Julie Makimaa of Holland, Michigan was conceived in rape and born in 1964.  She discovered this  21 years later when she met her birth mother. She researched and helped write the  book Victims and Victors, about women who became pregnant as a result of rape:

Excerpts from her Capital Hill Briefing:

“An overwhelming number of Americans feel abortion should be allowed for rape and incest. But the information that shapes their views is very one- sided. It presents abortion as the only solution, and that solution is presented without question.

Many pro-lifers have been convinced we need an exception to the right to life for rape and incest. We somehow believe the sacrifice of a few in rape and incest is the price we have to pay to obtain protections for the majority.

The ACLU, in the late 60s and early 70s, searched for rape victims who’d be willing to challenge the laws prohibiting abortion. They were unable to find a rape victim, but they did find Norma McCorvey, who became Jane Roe of Roe vs Wade, who claimed she was a victim of a gang rape by three men and a woman. It wasn’t until many years afterwards that Norma revealed that was a lie. Sarah Weddington  and Linda Coffee, her attorney, needed an extreme case to make her look pitiable. Rape seemed to be the ticket. 

We’ve heard women should not be forced to carry a rapist’s child, that a pregnancy would create unbearable psychological trauma, that the child would be a constant reminded of her rape.

The child is described as less valuable than the rest of us. The children will suffer physical and psychological deformities. Male children will be rapists. They will be criminals. Children carry the evil genes of their fathers. They will never love, never contribute to society, . They will never have normal lives. This is the way the majority of Americans view rape and incest pregnancies.

Out of 164 women who carried to term, 64% of them are raising their own children. These women grew to love their child. They didn’t view it as the evil rapist’s child. They grew to love it as their child.

Of the 28 girls pregnant through incest, 50% of them carried to term. Of these, 50%, 60% are raising their children.

The woman who is pregnant though incest typically is forced into abortion to hide what is going on. The family members are taking her to an abortion clinic because they don’t want to be discovered and she’s put back into the abuse. People forget that for a lot of young girls, the pregnancy is finally the way out, the proof where someone else is brought in and pulls her out of that situation.

Women who carried their children to term grew to love their children, a bond was established with their child. They were victims in the assault, but they chose a higher path. They said “I was a victim, but I want to do something good” to redeem what happened to them, the pain they suffered.

They told us over and over again the most difficult part was the pregnancy but in the years that followed they felt good about the decision they made. They had a child or they released a child for adoption. They gave life to someone who many said shouldn’t be here, shouldn’t be born. But they felt there was some purpose to this life. 

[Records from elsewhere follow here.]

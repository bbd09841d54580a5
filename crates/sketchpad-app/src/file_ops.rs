//! Loading images from disk or the browser.

#[cfg(not(target_arch = "wasm32"))]
pub use native::*;
#[cfg(target_arch = "wasm32")]
pub use wasm::*;

#[cfg(not(target_arch = "wasm32"))]
mod native {
    use sketchpad_core::shapes::{ImageError, RasterImage};
    use std::path::Path;

    /// Read and decode an image file.
    pub fn read_image(path: &Path) -> Result<RasterImage, ImageError> {
        let data = std::fs::read(path).map_err(|e| ImageError::Read(e.to_string()))?;
        let image = RasterImage::decode(&data)?;
        log::info!(
            "Loaded image {:?} ({}x{})",
            path.file_name().unwrap_or_default(),
            image.width,
            image.height
        );
        Ok(image)
    }

    /// Ask the user for an image file with a native dialog.
    #[cfg(feature = "native")]
    pub fn pick_image() -> Option<RasterImage> {
        use sketchpad_core::shapes::ImageFormat;

        let path = rfd::FileDialog::new()
            .set_title("Insert Image")
            .add_filter("Images", ImageFormat::EXTENSIONS)
            .pick_file()?;

        match read_image(&path) {
            Ok(image) => Some(image),
            Err(e) => {
                log::error!("Failed to load image {:?}: {}", path, e);
                None
            }
        }
    }

}

#[cfg(target_arch = "wasm32")]
mod wasm {
    use kurbo::Point;
    use sketchpad_core::shapes::{ImageFormat, RasterImage};
    use std::cell::RefCell;
    use wasm_bindgen::JsCast;
    use wasm_bindgen::closure::Closure;
    use wasm_bindgen::prelude::*;

    thread_local! {
        static PENDING_IMAGES: RefCell<Vec<(RasterImage, Option<Point>)>> = const { RefCell::new(Vec::new()) };
    }

    /// Take all images decoded since the last call, with their drop position
    /// in physical pixels (`None` for images picked through the file input).
    pub fn take_pending_images() -> Vec<(RasterImage, Option<Point>)> {
        PENDING_IMAGES.with(|cell| std::mem::take(&mut *cell.borrow_mut()))
    }

    fn push_pending_image(image: RasterImage, position: Option<Point>) {
        PENDING_IMAGES.with(|cell| cell.borrow_mut().push((image, position)));
    }

    /// Open the browser file picker. The chosen image shows up in
    /// `take_pending_images`.
    pub fn open_image_picker() {
        if let Err(e) = create_file_input() {
            log::error!("Failed to open file picker: {:?}", e);
        }
    }

    fn create_file_input() -> Result<(), JsValue> {
        let window = web_sys::window().ok_or("No window")?;
        let document = window.document().ok_or("No document")?;
        let body = document.body().ok_or("No body")?;

        let input: web_sys::HtmlInputElement = document.create_element("input")?.dyn_into()?;
        input.set_type("file");
        let accept = ImageFormat::EXTENSIONS
            .iter()
            .map(|ext| format!(".{ext}"))
            .collect::<Vec<_>>()
            .join(",");
        input.set_accept(&accept);
        input.style().set_property("display", "none")?;

        let input_clone = input.clone();
        let onchange = Closure::once(Box::new(move |_: web_sys::Event| {
            if let Some(file) = input_clone.files().and_then(|files| files.get(0)) {
                load_file(file, None);
            }
            input_clone.remove();
        }) as Box<dyn FnOnce(_)>);

        input.set_onchange(Some(onchange.as_ref().unchecked_ref()));
        onchange.forget();

        body.append_child(&input)?;
        input.click();
        Ok(())
    }

    /// Accept images dropped onto the canvas element.
    pub fn setup_drag_drop_handlers(canvas: &web_sys::HtmlCanvasElement) {
        let ondragover = Closure::wrap(Box::new(move |event: web_sys::DragEvent| {
            event.prevent_default();
        }) as Box<dyn Fn(_)>);
        canvas
            .add_event_listener_with_callback("dragover", ondragover.as_ref().unchecked_ref())
            .ok();
        ondragover.forget();

        let ondrop = Closure::wrap(Box::new(move |event: web_sys::DragEvent| {
            event.prevent_default();

            let dpr = web_sys::window()
                .map(|w| w.device_pixel_ratio())
                .unwrap_or(1.0);
            let position = Point::new(event.client_x() as f64 * dpr, event.client_y() as f64 * dpr);

            let Some(files) = event.data_transfer().and_then(|dt| dt.files()) else {
                return;
            };
            for i in 0..files.length() {
                if let Some(file) = files.get(i) {
                    if is_image_file(&file) {
                        load_file(file, Some(position));
                    } else {
                        log::debug!("Ignoring dropped file {}", file.name());
                    }
                }
            }
        }) as Box<dyn Fn(_)>);
        canvas
            .add_event_listener_with_callback("drop", ondrop.as_ref().unchecked_ref())
            .ok();
        ondrop.forget();
    }

    fn is_image_file(file: &web_sys::File) -> bool {
        if file.type_().starts_with("image/") {
            return true;
        }
        file.name()
            .rsplit_once('.')
            .and_then(|(_, ext)| ImageFormat::from_extension(ext))
            .is_some()
    }

    fn load_file(file: web_sys::File, position: Option<Point>) {
        wasm_bindgen_futures::spawn_local(async move {
            let name = file.name();
            let data = match wasm_bindgen_futures::JsFuture::from(file.array_buffer()).await {
                Ok(buffer) => js_sys::Uint8Array::new(&buffer).to_vec(),
                Err(e) => {
                    log::error!("Failed to read {}: {:?}", name, e);
                    return;
                }
            };
            match RasterImage::decode(&data) {
                Ok(image) => {
                    log::info!("Loaded image {} ({}x{})", name, image.width, image.height);
                    push_pending_image(image, position);
                }
                Err(e) => log::error!("Failed to decode {}: {}", name, e),
            }
        });
    }
}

[Of the] women who chose abortion, the incest victims were taken by their families to abortion clinics. There was no real choice in that. Because of the reaction of their families, they felt they could not even suggest or voice their feelings for this child. If they said “What if I want to carry this child to term?” people reacted by saying, “What? You love this rapist’s child?” they said the effects of the abortion caused greater trauma than the assault.

The woman who has been a victim will suffer pain. There are days when she won’t want to carry this child to term. But these women over and over have said “Knowing what I know now giving life was a good decision.”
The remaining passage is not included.